Premiati nel corso dell’evento anche Alberto Cova, campione olimpico di atletica sui 10.000 metri (Los Angeles 1984), Igor Cassina, campione olimpico di ginnastica artistica (Atene 2004) e Valentina Rodini, campionessa olimpica di canottaggio (Tokyo 2020).
All’evento sono intervenuti il presidente della Regione Lombardia, Attilio Fontana, Franco Ascani, presidente FICTS e membro CIO Commissione Cultura e Patrimonio Olimpico, Federica Picchi, sottosegretario alla Presidenza di Regione Lombardia con delega a Sport e Giovani, Marco Riva, presidente del CONI Lombardia e membro Giunta Nazionale CONI, e Agnieszka Gloria Kamińska, Console Generale della Polonia a Milano.

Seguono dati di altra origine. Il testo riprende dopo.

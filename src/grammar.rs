use std::collections::{HashMap, HashSet};
use std::fs::File;
use std::io::{self, BufRead, BufReader, Write};
use std::path::Path;
use std::sync::OnceLock;

use rand::Rng;
use regex::Regex;
use serde::{Deserialize, Serialize};

use crate::utils::{GrammarError, Result};

/// The distinguished empty-production alternative
pub const EPSILON: &str = "ε";

/// Sentinel line that ends the production section of the input protocol
pub const END_SENTINEL: &str = "fin";

/// Configuration options for grammar behavior
#[derive(Debug, Clone, PartialEq, Serialize, Deserialize)]
pub struct GrammarConfig {
    /// Maximum expansion depth before generation is aborted
    pub max_expansion_depth: usize,
}

impl Default for GrammarConfig {
    fn default() -> Self {
        GrammarConfig {
            max_expansion_depth: 100,
        }
    }
}

/// A context-free grammar: declared symbol sets, a start symbol and a
/// production table mapping non-terminals to ordered alternative lists.
///
/// The model is populated once (by [`Grammar::from_reader`] or the
/// declaration methods) and is read-only afterwards; generation borrows
/// `&self` plus a caller-supplied RNG, so a fully loaded grammar can be
/// queried from several threads without further synchronization.
#[derive(Debug, Clone, PartialEq, Serialize, Deserialize)]
pub struct Grammar {
    /// Declared non-terminal symbols
    non_terminals: HashSet<String>,
    /// Declared terminal symbols
    terminals: HashSet<String>,
    /// The symbol generation starts from
    start_symbol: String,
    /// Ordered alternatives per non-terminal; re-declaration replaces
    productions: HashMap<String, Vec<String>>,
    /// Configuration options
    #[serde(default)]
    config: GrammarConfig,
}

impl Grammar {
    /// Create a new empty grammar with a specified start symbol
    pub fn new(start_symbol: &str) -> Self {
        Grammar::with_config(start_symbol, GrammarConfig::default())
    }

    /// Create a new grammar with custom configuration
    pub fn with_config(start_symbol: &str, config: GrammarConfig) -> Self {
        Grammar {
            non_terminals: HashSet::new(),
            terminals: HashSet::new(),
            start_symbol: start_symbol.to_string(),
            productions: HashMap::new(),
            config,
        }
    }

    /// Read a complete grammar from a line-oriented reader.
    ///
    /// The protocol, in strict order: a comma-separated non-terminal list,
    /// a comma-separated terminal list, the start symbol, then production
    /// lines `LHS->alt1|alt2|...` until a line whose trimmed, case-folded
    /// value is `fin`.
    pub fn from_reader<R: BufRead>(reader: R) -> Result<Self> {
        Self::from_reader_with_config(reader, GrammarConfig::default())
    }

    /// Same as [`Grammar::from_reader`] with an explicit configuration
    pub fn from_reader_with_config<R: BufRead>(reader: R, config: GrammarConfig) -> Result<Self> {
        let mut lines = reader.lines();

        let non_terminal_line = next_line(&mut lines, "non-terminal symbols")?;
        let terminal_line = next_line(&mut lines, "terminal symbols")?;
        let start_line = next_line(&mut lines, "start symbol")?;

        let mut grammar = Grammar::with_config(start_line.trim(), config);
        grammar.declare_non_terminals(&non_terminal_line);
        grammar.declare_terminals(&terminal_line);

        loop {
            let line = next_line(&mut lines, "production lines")?;
            if line.trim().eq_ignore_ascii_case(END_SENTINEL) {
                break;
            }
            // A malformed line aborts the load; anything parsed so far
            // stays in place (no rollback).
            grammar.add_production_line(&line)?;
        }

        Ok(grammar)
    }

    /// Load a grammar previously saved as JSON
    pub fn from_json_file<P: AsRef<Path>>(path: P) -> Result<Self> {
        let file = File::open(path)?;
        let grammar = serde_json::from_reader(BufReader::new(file))?;
        Ok(grammar)
    }

    /// Save this grammar as JSON
    pub fn to_json_file<P: AsRef<Path>>(&self, path: P) -> Result<()> {
        let mut file = File::create(path)?;
        serde_json::to_writer_pretty(&mut file, self)?;
        file.write_all(b"\n")?;
        Ok(())
    }

    /// Declare non-terminal symbols from a comma-separated list.
    ///
    /// Elements are kept verbatim, matching the interactive protocol; no
    /// per-element trimming is applied.
    pub fn declare_non_terminals(&mut self, list: &str) {
        self.non_terminals
            .extend(list.split(',').map(str::to_string));
    }

    /// Declare terminal symbols from a comma-separated list
    pub fn declare_terminals(&mut self, list: &str) {
        self.terminals.extend(list.split(',').map(str::to_string));
    }

    /// Parse a production line of the form `LHS->alt1|alt2|...`.
    ///
    /// The line is split on the first `->`; the left-hand symbol is trimmed
    /// of surrounding whitespace and the right-hand side is split on `|`
    /// into an ordered alternative list. No validation is performed that
    /// any of the symbols involved were declared.
    pub fn parse_production_line(line: &str) -> Result<(String, Vec<String>)> {
        // Compiled once; the lazy `(.*?)` splits on the first `->`
        static PRODUCTION_REGEX: OnceLock<Regex> = OnceLock::new();
        let production_regex =
            PRODUCTION_REGEX.get_or_init(|| Regex::new(r"^(.*?)->(.*)$").unwrap());

        let captures = production_regex
            .captures(line)
            .ok_or_else(|| GrammarError::MalformedProduction(line.to_string()))?;

        let non_terminal = captures[1].trim().to_string();
        let alternatives = captures[2].split('|').map(str::to_string).collect();

        Ok((non_terminal, alternatives))
    }

    /// Parse a production line and install it in the table
    pub fn add_production_line(&mut self, line: &str) -> Result<()> {
        let (non_terminal, alternatives) = Self::parse_production_line(line)?;
        self.set_productions(&non_terminal, alternatives)
    }

    /// Set the alternative list for a non-terminal.
    ///
    /// Replace semantics: a later call for the same left-hand symbol
    /// overwrites the whole previous list, it does not merge.
    pub fn set_productions(&mut self, non_terminal: &str, alternatives: Vec<String>) -> Result<()> {
        if alternatives.is_empty() {
            return Err(GrammarError::EmptyProduction(non_terminal.to_string()));
        }
        self.productions
            .insert(non_terminal.to_string(), alternatives);
        Ok(())
    }

    /// Check whether every character of `s` is a declared terminal.
    ///
    /// This is character-wise set membership, not derivability from the
    /// start symbol: a terminal-only string no production sequence can
    /// actually derive still reports `true`. The empty string is vacuously
    /// a member.
    pub fn is_terminal_string(&self, s: &str) -> bool {
        s.chars().all(|c| self.terminals.contains(&c.to_string()))
    }

    /// Generate one sentence from the start symbol using a thread-local RNG
    pub fn generate(&self) -> Result<String> {
        self.generate_with(&mut rand::thread_rng())
    }

    /// Generate one sentence from the start symbol with a caller RNG
    pub fn generate_with<R: Rng + ?Sized>(&self, rng: &mut R) -> Result<String> {
        self.generate_from_with(&self.start_symbol, rng)
    }

    /// Generate one sentence starting from an arbitrary symbol
    pub fn generate_from(&self, symbol: &str) -> Result<String> {
        self.generate_from_with(symbol, &mut rand::thread_rng())
    }

    /// Generate one sentence starting from an arbitrary symbol with a
    /// caller RNG; a seeded RNG makes sampling deterministic
    pub fn generate_from_with<R: Rng + ?Sized>(&self, symbol: &str, rng: &mut R) -> Result<String> {
        self.expand(symbol, rng, 0)
    }

    /// Recursively expand a symbol into a terminal string
    fn expand<R: Rng + ?Sized>(&self, symbol: &str, rng: &mut R, depth: usize) -> Result<String> {
        // Base case: a symbol with no productions is emitted literally,
        // whether or not it was declared as a non-terminal.
        let Some(alternatives) = self.productions.get(symbol) else {
            return Ok(symbol.to_string());
        };

        if depth >= self.config.max_expansion_depth {
            return Err(GrammarError::ExpansionLimitExceeded {
                symbol: symbol.to_string(),
                limit: self.config.max_expansion_depth,
            });
        }

        // Uniform choice among the ordered alternatives
        let alternative = &alternatives[rng.gen_range(0..alternatives.len())];

        if alternative == EPSILON {
            return Ok(String::new());
        }

        // Character-wise scan: only single-character members of the
        // declared non-terminal set recurse; everything else is appended
        // literally. Multi-character symbols embedded in a right-hand side
        // are never recognized as units.
        let mut result = String::new();
        for c in alternative.chars() {
            let token = c.to_string();
            if self.non_terminals.contains(&token) {
                result.push_str(&self.expand(&token, rng, depth + 1)?);
            } else {
                result.push(c);
            }
        }

        Ok(result)
    }

    /// Check if the grammar has productions for a specific symbol
    pub fn has_productions(&self, symbol: &str) -> bool {
        self.productions.contains_key(symbol)
    }

    /// Get a reference to the production table
    pub fn productions(&self) -> &HashMap<String, Vec<String>> {
        &self.productions
    }

    /// Get the declared non-terminal set
    pub fn non_terminals(&self) -> &HashSet<String> {
        &self.non_terminals
    }

    /// Get the declared terminal set
    pub fn terminals(&self) -> &HashSet<String> {
        &self.terminals
    }

    /// Get the start symbol
    pub fn start_symbol(&self) -> &str {
        &self.start_symbol
    }

    /// Get a reference to the grammar's configuration
    pub fn config(&self) -> &GrammarConfig {
        &self.config
    }

    /// Set a new configuration
    pub fn set_config(&mut self, config: GrammarConfig) {
        self.config = config;
    }
}

fn next_line<I>(lines: &mut I, what: &'static str) -> Result<String>
where
    I: Iterator<Item = io::Result<String>>,
{
    match lines.next() {
        Some(line) => Ok(line?),
        None => Err(GrammarError::UnexpectedEof(what)),
    }
}

/// Builder for constructing Grammar instances
pub struct GrammarBuilder {
    grammar: Grammar,
}

impl GrammarBuilder {
    /// Create a new grammar builder with default config
    pub fn new(start_symbol: &str) -> Self {
        GrammarBuilder {
            grammar: Grammar::new(start_symbol),
        }
    }

    /// Set the configuration
    pub fn config(mut self, config: GrammarConfig) -> Self {
        self.grammar.config = config;
        self
    }

    /// Declare non-terminal symbols
    pub fn non_terminals(mut self, symbols: &[&str]) -> Self {
        self.grammar
            .non_terminals
            .extend(symbols.iter().map(|s| s.to_string()));
        self
    }

    /// Declare terminal symbols
    pub fn terminals(mut self, symbols: &[&str]) -> Self {
        self.grammar
            .terminals
            .extend(symbols.iter().map(|s| s.to_string()));
        self
    }

    /// Set the alternative list for a non-terminal (replace semantics)
    pub fn productions(mut self, non_terminal: &str, alternatives: &[&str]) -> Self {
        // Ignore errors in builder pattern for simplicity
        let _ = self.grammar.set_productions(
            non_terminal,
            alternatives.iter().map(|s| s.to_string()).collect(),
        );
        self
    }

    /// Build the grammar
    pub fn build(self) -> Grammar {
        self.grammar
    }
}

“Viviamo un anno eccezionale e particolare – ha detto il presidente Fontana – ospitando anche in Lombardia le Olimpiadi invernali. Credo che fissare le immagini delle imprese sportive, con la tv e il cinema, non sia solo qualcosa che attiene all’evento sportivo, ma che sia anche un mezzo attraverso il quale trasmettere emozioni, sensazioni e valori che si possono provare solo durante le gare olimpiche. Ho assistito alle gare a Bormio dove ho respirato cosa sia lo spirito dei Giochi invernali: davvero qualcosa di affascinante. E’ bellissimo vedere tanti atleti di nazionalità diverse festeggiare insieme, anche se non tutti hanno raggiunto i traguardi sperati. Aspetti che rendono grande lo sport e ci consente di credere sempre più ai valori che la pratica sportiva sa offrire. Una delle legacy che mi auguro possa rimanere da queste Olimpiadi credo sia proprio l’avvicinarsi alla pratica sportiva”.
“Lo sport è un seme che va piantato presto per germogliare nel tempo – ha sottolineato il sottosegretario Picchi -. Questo avviene anche attraverso tv e cinema, i cui linguaggi sono particolarmente amati dai giovani e spesso usati dalle scuole a fini didattici. Da questa consapevolezza è nata l’intuizione che dal 1964 guida il progetto ideato dal professor Franco Ascani, i Trofei di Milano, che hanno avviato allo sport oltre 3,6 milioni di studenti delle scuole elementari e medie del nostro capoluogo di Lombardia. Ringrazio la sua tenacia e lungimiranza. Oggi i Trofei di Milano Cortina 2026, patrocinati dalla Regione, rappresentano un investimento sulla cultura sportiva, diffondendo nelle scuole i valori della lealtà, del rispetto e della sana competizione”.
“A novembre qui a palazzo Lombardia chiuderemo i festeggiamenti dei Giochi olimpici e paralimpici di Milano Cortina 2026 – ha detto il presidente di FICTS, Ascani – . ‘Insieme per i giochi’ è il messaggio attraverso cui vogliamo lanciare i valori universali dello sport: rispetto, determinazione, etica, tolleranza, pace, autodisciplina, legacy, integrazione e fair play. Dove l’olimpismo è uno stile di vita e lo sport diventa movimento globale a servizio dell’umanità”.